Reroofing requirements

Specific building code requirements apply to roof system re-cover and replacement projects. But because a large number of reroofing and re-cover projects are undertaken without a licensed design professional's involvement, it is important you know building code requirements that apply to such projects.

Code requirements

In the International Building Code, 2012 Edition (IBC 2012) and its previous editions, roof systems are addressed in Chapter 15—Roof Assemblies and Rooftop Structures. Requirements for reroofing specifically are addressed in Section 1510—Reroofing.

IBC 2012's Section 1510.1—General indicates materials and application methods used for re-covering or replacing existing roof systems must comply with the same requirements as new roof systems except reroofing projects need not comply with the code's minimum 1/4:12 slope requirement for roofs that provide positive drainage. The code defines positive drainage as a condition in which consideration has been made for all loading deflections of a roof deck and additional slope has been provided to ensure roof drainage within 48 hours of precipitation.

Section 1510.2—Structural and Construction Loads indicates a building's roof structure needs to be capable of supporting the roof system plus equipment loads and the weight of stored material on the rooftop during roofing operations.

Section 1510.3—Recovering Versus Replacement explains the specific requirements where roof system re-covering is not appropriate and removal and replacement are required. The code requires removal of an existing roof system if it is over wood shake, slate or clay, cement or asbestos-cement tile roof systems; two or more layers of any existing roof coverings; and when the existing roof system is wet or deteriorated to the point it will not be a suitable substrate. When roof system removal is required, the code stipulates all layers of existing roof systems need to be removed down to the deck.

The code includes several specific exceptions to its roof system removal and replacement requirements. Complete and separate roof systems, such as a standing-seam metal panel roof system installed in a low- to steep-slope roof system conversion, are permitted to be installed without removing the existing roof system(s) provided the new roof system transmits roof loads directly to the building's structure and does not rely on the existing roof system(s) for support.

Also, the application of a new roof coating over an existing spray polyurethane foam (SPF) roof system is permitted without removal of the existing SPF roof system and any underlying roof system.

For existing steep-slope roof systems using ice-dam protection membranes, another exception allows an existing ice-dam protection membrane to be re-covered with a new ice-dam protection membrane as part of a new steep-slope roof system installation.
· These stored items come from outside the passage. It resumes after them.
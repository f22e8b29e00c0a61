//! Session defaults and the one-shot practice settings resolver.

use tracing::{debug, info, warn};

use auditflow_core::practice::PracticeSettingsState;
use auditflow_core::provider::PracticeSettingsSource;
use auditflow_core::session::DisplayMode;

use crate::orchestrator::AuditOrchestrator;

pub const DEFAULT_MATERIALITY_THRESHOLD: f64 = 500.0;

/// Built-in values a session starts from before practice settings arrive.
#[derive(Clone, Copy, Debug, PartialEq)]
pub struct SessionDefaults {
    pub materiality_threshold: f64,
    pub display_mode: DisplayMode,
}

impl SessionDefaults {
    pub fn new(materiality_threshold: f64, display_mode: DisplayMode) -> Self {
        Self {
            materiality_threshold,
            display_mode,
        }
    }
}

impl Default for SessionDefaults {
    fn default() -> Self {
        Self::new(DEFAULT_MATERIALITY_THRESHOLD, DisplayMode::Strict)
    }
}

/// Values the provider state resolves to, if it is ready and usable.
fn resolve(provider: &PracticeSettingsState) -> Option<(f64, DisplayMode)> {
    if provider.is_loading {
        return None;
    }
    let settings = provider.practice_settings.as_ref()?;
    let threshold = settings.default_materiality.as_ref()?.threshold()?;
    let mode = if settings.show_immaterial_by_default {
        DisplayMode::Lenient
    } else {
        DisplayMode::Strict
    };
    Some((threshold, mode))
}

impl AuditOrchestrator {
    /// Feed the current practice settings provider state to the resolver.
    ///
    /// Applies the practice defaults at most once per session. Returns whether
    /// this call fired the latch.
    pub fn observe_practice_settings(&self, provider: &PracticeSettingsState) -> bool {
        let mut state = self.inner.state.lock();
        if state.threshold_initialized {
            return false;
        }
        let Some((threshold, mode)) = resolve(provider) else {
            debug!(
                session_id = %self.inner.session_id,
                is_loading = provider.is_loading,
                "practice settings not applicable, keeping defaults"
            );
            return false;
        };
        state.materiality_threshold = threshold;
        if !state.display_mode_pinned {
            state.display_mode = mode;
        }
        state.threshold_initialized = true;
        info!(
            session_id = %self.inner.session_id,
            threshold,
            display_mode = %state.display_mode,
            "practice settings applied"
        );
        true
    }

    /// Drive the resolver through a provider fetch: loading, then loaded.
    ///
    /// A failed fetch resolves as "no settings" so the defaults stay in place.
    pub async fn load_practice_settings(&self, source: &dyn PracticeSettingsSource) -> bool {
        let _ = self.observe_practice_settings(&PracticeSettingsState::loading());
        let settings = match source.fetch_practice_settings().await {
            Ok(settings) => settings,
            Err(e) => {
                warn!(session_id = %self.inner.session_id, error = %e, "failed to load practice settings");
                None
            }
        };
        self.observe_practice_settings(&PracticeSettingsState::loaded(settings))
    }
}
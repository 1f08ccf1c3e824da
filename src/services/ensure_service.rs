//! Resolución de entidades por clave natural
//!
//! Busca una persona por nombre o un vehículo por placa dentro de la empresa
//! y la crea si no existe. No hay transacción entre la búsqueda y el alta:
//! si otro request crea la misma fila en paralelo, la restricción única del
//! store devuelve el conflicto tal cual.

use uuid::Uuid;

use crate::models::{NewPerson, NewVehicle};
use crate::repositories::{PersonRepository, VehicleRepository};
use crate::utils::errors::AppResult;
use crate::utils::validation::Plate;

/// Id de la persona `full_name` de la empresa, creándola si hace falta
pub async fn ensure_person<S>(store: &S, company_id: Uuid, full_name: &str) -> AppResult<Uuid>
where
    S: PersonRepository + ?Sized,
{
    if let Some(person) = store.find_person_by_name(company_id, full_name).await? {
        return Ok(person.id);
    }

    let person = store
        .insert_person(company_id, &NewPerson::named(full_name))
        .await?;
    tracing::debug!("👤 Persona '{}' creada ({})", full_name, person.id);
    Ok(person.id)
}

/// Id del vehículo con `plate`, creándolo si hace falta.
///
/// Si ya existe, solo completa modelo y color donde la fila no los tiene.
pub async fn ensure_vehicle<S>(
    store: &S,
    company_id: Uuid,
    plate: &Plate,
    model: Option<&str>,
    color: Option<&str>,
) -> AppResult<Uuid>
where
    S: VehicleRepository + ?Sized,
{
    if let Some(vehicle) = store.find_vehicle_by_plate(company_id, plate).await? {
        let fills_model = vehicle.model.is_none() && model.is_some();
        let fills_color = vehicle.color.is_none() && color.is_some();
        if fills_model || fills_color {
            store.fill_vehicle_details(vehicle.id, model, color).await?;
        }
        return Ok(vehicle.id);
    }

    let vehicle = store
        .insert_vehicle(
            company_id,
            &NewVehicle {
                plate: plate.clone(),
                model: model.map(str::to_string),
                color: color.map(str::to_string),
            },
        )
        .await?;
    tracing::debug!("🚗 Vehículo {} creado ({})", plate, vehicle.id);
    Ok(vehicle.id)
}

#[cfg(test)]
mod tests {
    use super::*;
    use crate::repositories::MemoryStore;

    fn plate(value: &str) -> Plate {
        Plate::parse(value).unwrap()
    }

    #[tokio::test]
    async fn test_ensure_person_is_idempotent() {
        let store = MemoryStore::new();
        let company = Uuid::new_v4();

        let first = ensure_person(&store, company, "Maria Souza").await.unwrap();
        let second = ensure_person(&store, company, "Maria Souza").await.unwrap();

        assert_eq!(first, second);
        assert_eq!(store.list_people(company).await.unwrap().len(), 1);
    }

    #[tokio::test]
    async fn test_ensure_person_scoped_by_company() {
        let store = MemoryStore::new();
        let a = ensure_person(&store, Uuid::new_v4(), "Maria").await.unwrap();
        let b = ensure_person(&store, Uuid::new_v4(), "Maria").await.unwrap();
        assert_ne!(a, b);
    }

    #[tokio::test]
    async fn test_ensure_vehicle_fills_only_missing_details() {
        let store = MemoryStore::new();
        let company = Uuid::new_v4();
        let abc = plate("ABC1234");

        let id = ensure_vehicle(&store, company, &abc, None, Some("prata"))
            .await
            .unwrap();
        let again = ensure_vehicle(&store, company, &abc, Some("Gol"), Some("preto"))
            .await
            .unwrap();
        assert_eq!(id, again);

        let vehicle = store.find_vehicle(company, id).await.unwrap().unwrap();
        assert_eq!(vehicle.model.as_deref(), Some("Gol"));
        assert_eq!(vehicle.color.as_deref(), Some("prata"));
    }

    #[tokio::test]
    async fn test_ensure_vehicle_keeps_existing_when_nothing_supplied() {
        let store = MemoryStore::new();
        let company = Uuid::new_v4();
        let abc = plate("ABC1D23");

        let id = ensure_vehicle(&store, company, &abc, Some("Uno"), None)
            .await
            .unwrap();
        ensure_vehicle(&store, company, &abc, None, None).await.unwrap();

        let vehicle = store.find_vehicle(company, id).await.unwrap().unwrap();
        assert_eq!(vehicle.model.as_deref(), Some("Uno"));
        assert!(vehicle.color.is_none());
    }
}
This exception is new in IBC 2012 and eliminates the need to remove ice-dam protection membranes, which typically results in damaged roof sheathing.

Section 1510.5—Reinstallation of Materials dictates which roofing materials can be reused in reroofing situations. Existing slate and clay and concrete tile can be reused except when damaged, cracked or broken. Existing vent flashings, metal edge flashings, drain outlets, collars and metal counterflashings can be reused when they are not rusted, damaged or otherwise deteriorated. Aggregate-surfacing materials are not permitted to be reused.

Section 1510.6—Flashings requires flashing details be reconstructed in reroofing situations according to manufacturer's installation instructions. Also, any metal flashings to which bituminous materials are adhered are required to be primed before installation.

Alternative methods

IBC 2012's Section 104.11—Alternative Materials, Design and Means of Construction and Equipment gives code officials the authority to approve alternative designs, materials or methods of construction not specifically provided for or permitted by the code as long as they meet the code's intent. Such an approval typically is granted on a case-by-case basis after a building code official receives a specific request documenting the circumstances of the alternative request. A code official may require additional substantiating information.

Examples of reroofing situations where the code's alternative procedures may be useful include when flashing heights are not as high as is typically required, when reuse of dry existing roof insulation is desired and when reuse of existing aggregate ballast is desired.

Additional considerations for reroofing are provided in the Reroofing section of The NRCA Roofing Manual: Architectural Metal Flashing, Condensation Control and Reroofing—2010.

Mark S. Graham is NRCA's associate executive director of technical services.